Рецидивы такого отношения сохранились и имели рьяных приверженцев и позже, когда переводил Заболоцкий. В его черновиках есть следующая запись: «…один критик негодовал по поводу того, что кто-то из переводчиков грузинский шаири[195] перевел ямбами. Критик рекомендовал вменить переводчикам в обязанность переводить шаири только хореическим размером. Этот маленький Аракчеев, видимо, полагал, что переводами стихов у нас занимаются отставные унтер-офицеры и фельдфебели»[196].
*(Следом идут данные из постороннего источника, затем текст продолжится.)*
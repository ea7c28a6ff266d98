// Gherkin test case stubs from classified threats

use crate::graph::Zone;
use crate::threat::{StrideCategory, Threat, ThreatMap};
use tracing::debug;

const EMPTY_RULE_NOTE: &str = "# No threats enumerated for this category";

/// One scenario stub for one threat.
#[derive(Debug, Clone, PartialEq, Eq)]
pub struct GherkinScenario {
    pub category: StrideCategory,
    pub process: String,
    pub source: String,
    pub source_zone: Zone,
    pub destination: String,
    pub destination_zone: Zone,
}

impl GherkinScenario {
    pub fn from_threat(category: StrideCategory, threat: &Threat) -> Self {
        Self {
            category,
            process: threat.process.clone(),
            source: threat.source.clone(),
            source_zone: threat.source_zone,
            destination: threat.destination.clone(),
            destination_zone: threat.destination_zone,
        }
    }

    pub fn name(&self) -> String {
        format!(
            "{} from {} to {} via {}",
            self.category.title(),
            inline(&self.source),
            inline(&self.destination),
            inline(&self.process)
        )
    }

    pub fn steps(&self) -> Vec<String> {
        vec![
            format!(
                "Given a data flow from \"{}\" in trust zone {}",
                quoted(&self.source),
                self.source_zone
            ),
            format!(
                "And the flow is handled by the process \"{}\"",
                quoted(&self.process)
            ),
            format!(
                "When data crosses into \"{}\" in trust zone {}",
                quoted(&self.destination),
                self.destination_zone
            ),
            format!("Then the flow is examined for {}", self.category.title()),
        ]
    }

    /// Scenario block indented to sit under a `Rule:`.
    pub fn render(&self) -> String {
        let mut block = format!("    Scenario: {}\n", self.name());
        for step in self.steps() {
            block.push_str("      ");
            block.push_str(&step);
            block.push('\n');
        }
        block
    }
}

// Diagram labels can span several lines; Gherkin names and steps cannot.
fn inline(label: &str) -> String {
    label.split_whitespace().collect::<Vec<_>>().join(" ")
}

fn quoted(label: &str) -> String {
    inline(label).replace('"', "\\\"")
}

/// One scenario per threat, grouped by category in STRIDE order.
pub fn create_gherkins_from_threats(threats: &ThreatMap) -> Vec<GherkinScenario> {
    threats
        .iter()
        .flat_map(|(category, found)| {
            found
                .iter()
                .map(move |threat| GherkinScenario::from_threat(category, threat))
        })
        .collect()
}

/// Serialize scenarios into a feature file. Every category gets a `Rule:`
/// group, including ones with no scenarios.
pub fn create_feature_file(diagram_name: &str, scenarios: &[GherkinScenario]) -> String {
    let mut feature = String::new();
    feature.push_str(&format!("Feature: STRIDE threats for {}\n", diagram_name));
    feature.push_str(&format!(
        "  Test case stubs generated from the data flow diagram {}.\n",
        diagram_name
    ));
    feature.push_str("  Each scenario examines one data flow for one threat category.\n");

    for category in StrideCategory::ALL {
        feature.push_str(&format!("\n  Rule: {}\n", category.title()));

        let mut grouped = scenarios.iter().filter(|s| s.category == category).peekable();
        if grouped.peek().is_none() {
            feature.push_str("    ");
            feature.push_str(EMPTY_RULE_NOTE);
            feature.push('\n');
            continue;
        }
        for scenario in grouped {
            feature.push('\n');
            feature.push_str(&scenario.render());
        }
    }

    debug!(
        diagram = diagram_name,
        scenarios = scenarios.len(),
        "generated feature file"
    );
    feature
}
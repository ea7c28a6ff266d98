use clap::ArgMatches;
use colored::Colorize;
use materialize_core::output::{default_feature_path, render_threat_map, write_feature_file};
use materialize_core::{
    Result, ThreatMap, classify, create_feature_file, create_gherkins_from_threats, load_graph,
};
use std::path::PathBuf;
use tracing::info;

/// Where to read the diagram from and where to write the feature file.
#[derive(Debug, Clone, PartialEq, Eq)]
pub struct MaterializeOptions {
    pub diagram: PathBuf,
    pub feature_file: PathBuf,
}

#[derive(Debug)]
pub struct MaterializeOutcome {
    pub threats: ThreatMap,
    pub scenario_count: usize,
}

fn expand_path(path: &str) -> PathBuf {
    PathBuf::from(shellexpand::tilde(path).as_ref())
}

/// Expand `~` in both paths and derive the feature file name from the
/// diagram when none is given.
pub fn resolve_options(diagram: &str, feature_file: Option<&str>) -> MaterializeOptions {
    let diagram = expand_path(diagram);
    let feature_file = match feature_file {
        Some(path) => expand_path(path),
        None => default_feature_path(&diagram),
    };
    MaterializeOptions {
        diagram,
        feature_file,
    }
}

/// Ingest, classify, generate and write. Any failure stops the pipeline
/// before the feature file is touched.
pub fn run(options: &MaterializeOptions) -> Result<MaterializeOutcome> {
    let graph = load_graph(&options.diagram)?;
    let threats = classify(&graph);

    let scenarios = create_gherkins_from_threats(&threats);
    let feature = create_feature_file(&options.diagram.display().to_string(), &scenarios);
    write_feature_file(&options.feature_file, &feature)?;

    Ok(MaterializeOutcome {
        threats,
        scenario_count: scenarios.len(),
    })
}

pub fn handle_materialize(args: &ArgMatches) {
    let diagram = args
        .get_one::<String>("diagram")
        .map(String::as_str)
        .unwrap_or(crate::DEFAULT_DIAGRAM);
    let feature_file = args.get_one::<String>("featurefile").map(String::as_str);
    let options = resolve_options(diagram, feature_file);

    info!(diagram = %options.diagram.display(), "enumerating STRIDE threats");

    let outcome = run(&options).and_then(|outcome| {
        let rendered = render_threat_map(&outcome.threats)?;
        Ok((outcome, rendered))
    });

    match outcome {
        Ok((outcome, rendered)) => {
            eprintln!(
                "{} {} scenarios written to {}",
                "✓".green().bold(),
                outcome.scenario_count.to_string().cyan(),
                options.feature_file.display().to_string().bright_white()
            );
            println!("{}", rendered);
        }
        Err(e) => {
            eprintln!("{} {} failed: {}", "✗".red().bold(), e.stage(), e);
            std::process::exit(1);
        }
    }
}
В «Заметках переводчика» Заболоцкий писал: «Переводчик, калькирующий грузинские размеры, гонится за малым и теряет при этом большее»[197].
Не следует думать, что выбор поэтом размера, который представляется отличающимся резко от транскрипции оригинала, – результат ничем не стесненного произвола. Каждый раз выбор диктуется особыми тончайшими художественными соображениями соответствия. Воспроизвести всю цепь умозаключений и дать отчет в каждом отдельном случае не представляется возможным. Чаще всего решение приходит как мгновенное озарение. Некоторые подробности и соображения, почему был выбран Пастернаком амфибрахий, можно прочесть в стенограмме выступления Пастернака на Первом Всесоюзном совещании переводчиков[198].
Поразительно и характерно для профессионального мышления: Пастернаку в данном случае слышался амфибрахий, и не приходится сомневаться в истинности его внутреннего ощущения. Ямб – амфибрахий!
«Может быть, то, что я говорю, покажется вам чепухой, но мне кажется, что трехдольник идет именно ямбом, что это похоже на „Кавказского пленника”, а может быть, – и на трехстопный ямб»[199]. Вот какие тут неожиданные соображения, а не произвол. Что касается ямба, то Пастернак сказал: «Слабые поэты, как только пользовались четырехстопным ямбом, сходили на нет. Это их губило. Это очень рискованное дело – писать пушкинской формой»[200].